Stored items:
══════
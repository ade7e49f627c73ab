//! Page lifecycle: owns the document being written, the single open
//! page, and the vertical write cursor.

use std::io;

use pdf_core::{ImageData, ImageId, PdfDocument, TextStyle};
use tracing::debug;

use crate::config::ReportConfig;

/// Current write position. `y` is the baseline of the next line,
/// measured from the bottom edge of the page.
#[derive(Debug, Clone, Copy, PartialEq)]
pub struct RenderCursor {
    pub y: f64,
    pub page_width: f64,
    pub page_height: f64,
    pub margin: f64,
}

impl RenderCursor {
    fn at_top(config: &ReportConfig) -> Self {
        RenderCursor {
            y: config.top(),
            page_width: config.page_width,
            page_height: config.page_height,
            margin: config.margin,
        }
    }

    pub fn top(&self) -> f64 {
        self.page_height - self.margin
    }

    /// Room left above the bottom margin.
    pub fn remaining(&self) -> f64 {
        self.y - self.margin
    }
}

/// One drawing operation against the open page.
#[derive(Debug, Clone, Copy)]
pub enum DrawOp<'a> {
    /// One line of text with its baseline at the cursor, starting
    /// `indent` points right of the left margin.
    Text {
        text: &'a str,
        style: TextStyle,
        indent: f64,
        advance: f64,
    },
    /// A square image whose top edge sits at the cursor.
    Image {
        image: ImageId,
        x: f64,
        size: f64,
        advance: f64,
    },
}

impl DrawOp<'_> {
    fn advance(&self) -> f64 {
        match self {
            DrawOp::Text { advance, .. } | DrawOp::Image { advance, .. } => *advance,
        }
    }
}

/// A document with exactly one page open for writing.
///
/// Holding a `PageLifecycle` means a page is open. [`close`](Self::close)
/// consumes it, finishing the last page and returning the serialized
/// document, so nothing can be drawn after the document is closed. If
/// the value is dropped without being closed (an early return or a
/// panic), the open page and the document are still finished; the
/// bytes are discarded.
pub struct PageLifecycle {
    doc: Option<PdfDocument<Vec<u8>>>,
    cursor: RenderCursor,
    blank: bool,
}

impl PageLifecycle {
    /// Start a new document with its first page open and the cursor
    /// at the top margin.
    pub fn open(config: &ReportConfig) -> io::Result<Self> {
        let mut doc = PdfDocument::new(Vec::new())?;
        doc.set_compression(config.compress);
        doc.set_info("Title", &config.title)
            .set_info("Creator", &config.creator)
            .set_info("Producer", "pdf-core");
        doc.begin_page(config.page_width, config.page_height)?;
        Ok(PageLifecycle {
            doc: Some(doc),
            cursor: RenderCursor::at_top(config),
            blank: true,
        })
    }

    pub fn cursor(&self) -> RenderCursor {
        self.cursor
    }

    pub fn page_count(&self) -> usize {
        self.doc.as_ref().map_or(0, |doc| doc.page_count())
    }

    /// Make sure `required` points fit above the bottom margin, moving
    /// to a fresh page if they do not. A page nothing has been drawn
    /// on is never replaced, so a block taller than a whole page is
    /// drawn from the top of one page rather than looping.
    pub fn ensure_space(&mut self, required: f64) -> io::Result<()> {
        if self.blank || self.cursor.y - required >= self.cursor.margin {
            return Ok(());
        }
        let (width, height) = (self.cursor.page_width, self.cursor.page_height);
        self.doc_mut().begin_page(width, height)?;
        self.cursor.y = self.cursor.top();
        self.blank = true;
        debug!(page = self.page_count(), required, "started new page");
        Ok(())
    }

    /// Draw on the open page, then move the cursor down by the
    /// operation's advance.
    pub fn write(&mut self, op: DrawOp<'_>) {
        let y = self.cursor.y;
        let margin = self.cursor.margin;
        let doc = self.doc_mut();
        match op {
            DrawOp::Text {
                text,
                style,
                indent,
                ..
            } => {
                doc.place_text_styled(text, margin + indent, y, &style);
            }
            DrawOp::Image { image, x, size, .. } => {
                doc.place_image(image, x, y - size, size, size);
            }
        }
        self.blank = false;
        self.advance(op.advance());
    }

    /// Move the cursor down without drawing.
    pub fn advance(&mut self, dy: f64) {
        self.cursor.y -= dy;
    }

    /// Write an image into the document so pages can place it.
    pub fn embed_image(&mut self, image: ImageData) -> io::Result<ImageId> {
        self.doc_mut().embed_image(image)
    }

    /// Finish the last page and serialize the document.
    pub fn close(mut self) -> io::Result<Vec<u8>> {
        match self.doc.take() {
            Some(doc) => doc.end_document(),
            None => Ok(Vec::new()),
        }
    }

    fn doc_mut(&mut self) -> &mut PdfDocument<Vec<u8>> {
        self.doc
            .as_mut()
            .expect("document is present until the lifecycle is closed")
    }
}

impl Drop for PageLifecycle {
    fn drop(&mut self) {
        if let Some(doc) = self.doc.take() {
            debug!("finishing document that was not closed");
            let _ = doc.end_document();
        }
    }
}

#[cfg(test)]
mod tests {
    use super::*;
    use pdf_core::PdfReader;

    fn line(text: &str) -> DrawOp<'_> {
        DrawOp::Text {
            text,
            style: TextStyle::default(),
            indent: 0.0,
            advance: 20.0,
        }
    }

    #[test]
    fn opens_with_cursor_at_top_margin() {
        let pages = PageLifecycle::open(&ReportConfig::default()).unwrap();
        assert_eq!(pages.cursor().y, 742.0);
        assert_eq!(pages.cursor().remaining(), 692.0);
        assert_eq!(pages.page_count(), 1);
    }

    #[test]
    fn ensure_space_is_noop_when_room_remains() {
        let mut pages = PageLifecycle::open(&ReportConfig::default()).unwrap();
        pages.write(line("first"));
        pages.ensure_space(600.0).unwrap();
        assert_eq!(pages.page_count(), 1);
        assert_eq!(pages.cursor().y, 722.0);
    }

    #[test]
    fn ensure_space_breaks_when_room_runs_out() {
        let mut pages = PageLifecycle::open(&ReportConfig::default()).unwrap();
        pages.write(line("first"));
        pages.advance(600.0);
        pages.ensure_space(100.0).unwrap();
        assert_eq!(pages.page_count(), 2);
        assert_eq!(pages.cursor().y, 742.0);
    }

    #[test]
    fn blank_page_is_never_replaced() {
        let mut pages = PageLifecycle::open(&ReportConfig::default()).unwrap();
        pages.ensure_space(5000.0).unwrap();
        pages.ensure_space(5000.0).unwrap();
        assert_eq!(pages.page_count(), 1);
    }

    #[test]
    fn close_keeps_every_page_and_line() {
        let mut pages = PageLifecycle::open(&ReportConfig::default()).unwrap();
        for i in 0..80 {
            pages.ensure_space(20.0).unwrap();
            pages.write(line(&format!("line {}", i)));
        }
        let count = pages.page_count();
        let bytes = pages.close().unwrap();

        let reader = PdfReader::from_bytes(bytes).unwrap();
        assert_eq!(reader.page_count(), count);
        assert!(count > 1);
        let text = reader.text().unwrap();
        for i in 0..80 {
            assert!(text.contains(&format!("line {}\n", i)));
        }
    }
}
══════
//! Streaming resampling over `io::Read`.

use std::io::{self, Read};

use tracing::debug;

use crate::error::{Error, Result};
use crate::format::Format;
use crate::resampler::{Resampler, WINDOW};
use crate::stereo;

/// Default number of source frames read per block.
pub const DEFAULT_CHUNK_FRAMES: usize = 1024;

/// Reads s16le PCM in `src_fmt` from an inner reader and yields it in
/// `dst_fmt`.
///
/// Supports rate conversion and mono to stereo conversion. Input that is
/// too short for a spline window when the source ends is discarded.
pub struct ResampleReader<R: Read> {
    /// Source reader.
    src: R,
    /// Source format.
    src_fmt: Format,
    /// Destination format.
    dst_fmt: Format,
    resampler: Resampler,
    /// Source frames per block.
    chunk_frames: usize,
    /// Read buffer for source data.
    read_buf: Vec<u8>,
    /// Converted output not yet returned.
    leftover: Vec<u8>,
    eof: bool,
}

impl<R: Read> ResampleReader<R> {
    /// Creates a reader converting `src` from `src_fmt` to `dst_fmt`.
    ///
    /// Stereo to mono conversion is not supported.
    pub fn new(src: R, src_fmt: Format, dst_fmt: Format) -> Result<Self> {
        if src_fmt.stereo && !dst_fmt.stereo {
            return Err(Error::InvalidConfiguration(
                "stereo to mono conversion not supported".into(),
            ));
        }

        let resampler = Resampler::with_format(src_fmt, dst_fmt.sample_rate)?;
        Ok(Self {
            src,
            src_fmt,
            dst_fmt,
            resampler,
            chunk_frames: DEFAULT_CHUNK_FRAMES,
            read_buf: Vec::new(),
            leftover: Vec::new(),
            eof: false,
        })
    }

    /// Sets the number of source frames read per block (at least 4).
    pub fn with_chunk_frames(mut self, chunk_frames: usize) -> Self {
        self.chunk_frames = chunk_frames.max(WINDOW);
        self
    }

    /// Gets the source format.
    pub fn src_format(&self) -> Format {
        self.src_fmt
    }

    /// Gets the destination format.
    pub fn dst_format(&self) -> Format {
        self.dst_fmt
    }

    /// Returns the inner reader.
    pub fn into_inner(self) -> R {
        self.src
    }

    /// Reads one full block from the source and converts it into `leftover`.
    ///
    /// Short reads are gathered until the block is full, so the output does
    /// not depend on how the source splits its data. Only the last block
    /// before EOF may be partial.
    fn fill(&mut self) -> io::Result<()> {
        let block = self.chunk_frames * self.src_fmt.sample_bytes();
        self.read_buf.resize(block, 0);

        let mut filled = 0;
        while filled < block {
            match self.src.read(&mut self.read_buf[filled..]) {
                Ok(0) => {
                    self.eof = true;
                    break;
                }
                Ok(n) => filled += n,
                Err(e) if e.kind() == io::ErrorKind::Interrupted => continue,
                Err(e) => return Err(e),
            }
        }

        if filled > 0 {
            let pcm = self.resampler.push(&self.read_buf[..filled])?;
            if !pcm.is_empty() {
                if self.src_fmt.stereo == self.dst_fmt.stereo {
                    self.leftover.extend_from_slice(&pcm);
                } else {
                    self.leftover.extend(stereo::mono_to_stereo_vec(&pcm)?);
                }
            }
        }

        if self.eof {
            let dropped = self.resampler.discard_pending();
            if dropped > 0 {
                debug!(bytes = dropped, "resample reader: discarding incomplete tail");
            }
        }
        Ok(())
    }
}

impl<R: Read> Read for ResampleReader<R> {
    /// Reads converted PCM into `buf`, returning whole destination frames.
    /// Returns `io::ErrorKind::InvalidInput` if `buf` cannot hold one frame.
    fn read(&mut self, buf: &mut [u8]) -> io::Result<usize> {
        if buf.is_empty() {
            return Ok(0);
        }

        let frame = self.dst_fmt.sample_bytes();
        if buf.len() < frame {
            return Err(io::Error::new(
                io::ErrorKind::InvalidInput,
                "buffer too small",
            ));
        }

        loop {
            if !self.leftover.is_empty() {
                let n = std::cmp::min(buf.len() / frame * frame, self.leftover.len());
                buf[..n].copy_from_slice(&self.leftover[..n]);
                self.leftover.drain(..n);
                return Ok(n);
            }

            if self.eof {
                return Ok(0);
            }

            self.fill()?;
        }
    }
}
══════
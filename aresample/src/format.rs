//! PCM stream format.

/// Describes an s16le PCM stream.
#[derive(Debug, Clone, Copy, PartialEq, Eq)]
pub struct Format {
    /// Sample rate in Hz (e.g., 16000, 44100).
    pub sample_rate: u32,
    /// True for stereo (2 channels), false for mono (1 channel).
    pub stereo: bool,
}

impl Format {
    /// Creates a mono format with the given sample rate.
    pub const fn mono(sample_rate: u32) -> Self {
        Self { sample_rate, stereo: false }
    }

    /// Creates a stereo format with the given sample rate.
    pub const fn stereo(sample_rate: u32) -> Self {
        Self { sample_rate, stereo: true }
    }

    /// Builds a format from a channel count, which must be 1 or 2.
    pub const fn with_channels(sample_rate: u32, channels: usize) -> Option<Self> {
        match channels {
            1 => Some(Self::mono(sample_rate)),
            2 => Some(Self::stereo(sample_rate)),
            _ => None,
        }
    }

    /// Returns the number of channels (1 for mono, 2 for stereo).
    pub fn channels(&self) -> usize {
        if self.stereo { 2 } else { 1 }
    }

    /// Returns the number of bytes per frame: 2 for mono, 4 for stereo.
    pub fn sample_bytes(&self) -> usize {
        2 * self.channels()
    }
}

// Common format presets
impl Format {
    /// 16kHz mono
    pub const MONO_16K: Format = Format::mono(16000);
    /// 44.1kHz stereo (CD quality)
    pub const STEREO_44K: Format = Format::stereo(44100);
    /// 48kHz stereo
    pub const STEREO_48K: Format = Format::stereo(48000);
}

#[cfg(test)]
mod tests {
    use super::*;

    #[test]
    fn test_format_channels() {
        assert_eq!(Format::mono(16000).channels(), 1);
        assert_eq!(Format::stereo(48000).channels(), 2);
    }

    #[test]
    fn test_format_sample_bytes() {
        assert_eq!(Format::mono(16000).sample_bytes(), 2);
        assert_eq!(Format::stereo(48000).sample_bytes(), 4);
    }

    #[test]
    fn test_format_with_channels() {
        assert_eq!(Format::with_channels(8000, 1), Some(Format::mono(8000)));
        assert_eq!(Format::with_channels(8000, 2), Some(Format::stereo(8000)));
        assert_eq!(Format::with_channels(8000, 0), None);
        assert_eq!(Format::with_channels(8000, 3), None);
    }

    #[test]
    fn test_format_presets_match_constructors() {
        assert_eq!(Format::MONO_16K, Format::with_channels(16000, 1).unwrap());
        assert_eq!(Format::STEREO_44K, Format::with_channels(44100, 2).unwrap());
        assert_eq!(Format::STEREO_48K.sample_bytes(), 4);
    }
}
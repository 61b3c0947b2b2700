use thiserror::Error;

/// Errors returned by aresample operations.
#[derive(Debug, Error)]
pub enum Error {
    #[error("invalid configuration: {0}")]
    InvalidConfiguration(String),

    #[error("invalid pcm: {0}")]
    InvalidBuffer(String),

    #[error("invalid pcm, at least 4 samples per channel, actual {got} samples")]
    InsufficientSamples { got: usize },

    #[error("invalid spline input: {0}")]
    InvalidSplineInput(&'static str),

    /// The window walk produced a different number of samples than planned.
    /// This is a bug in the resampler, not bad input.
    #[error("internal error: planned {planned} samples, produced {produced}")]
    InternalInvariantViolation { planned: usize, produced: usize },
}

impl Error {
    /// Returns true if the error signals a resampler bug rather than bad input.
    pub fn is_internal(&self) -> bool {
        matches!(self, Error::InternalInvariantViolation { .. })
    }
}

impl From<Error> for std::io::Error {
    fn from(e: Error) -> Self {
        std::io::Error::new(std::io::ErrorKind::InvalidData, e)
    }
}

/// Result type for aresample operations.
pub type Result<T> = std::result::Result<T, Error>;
══════
▶ Task objective: Your answer must be the lines above from the one containing "assert_eq!(Format::STEREO_48K.sample_bytes(), 4);" to the one containing "pub type Result<T>", both included, restated word for word.

▶ Exercise solution:
        assert_eq!(Format::STEREO_48K.sample_bytes(), 4);
    }
}
repository 61b3c0947b2b2700
use thiserror::Error;

/// Errors returned by aresample operations.
#[derive(Debug, Error)]
pub enum Error {
    #[error("invalid configuration: {0}")]
    InvalidConfiguration(String),

    #[error("invalid pcm: {0}")]
    InvalidBuffer(String),

    #[error("invalid pcm, at least 4 samples per channel, actual {got} samples")]
    InsufficientSamples { got: usize },

    #[error("invalid spline input: {0}")]
    InvalidSplineInput(&'static str),

    /// The window walk produced a different number of samples than planned.
    /// This is a bug in the resampler, not bad input.
    #[error("internal error: planned {planned} samples, produced {produced}")]
    InternalInvariantViolation { planned: usize, produced: usize },
}

impl Error {
    /// Returns true if the error signals a resampler bug rather than bad input.
    pub fn is_internal(&self) -> bool {
        matches!(self, Error::InternalInvariantViolation { .. })
    }
}

impl From<Error> for std::io::Error {
    fn from(e: Error) -> Self {
        std::io::Error::new(std::io::ErrorKind::InvalidData, e)
    }
}

/// Result type for aresample operations.
pub type Result<T> = std::result::Result<T, Error>;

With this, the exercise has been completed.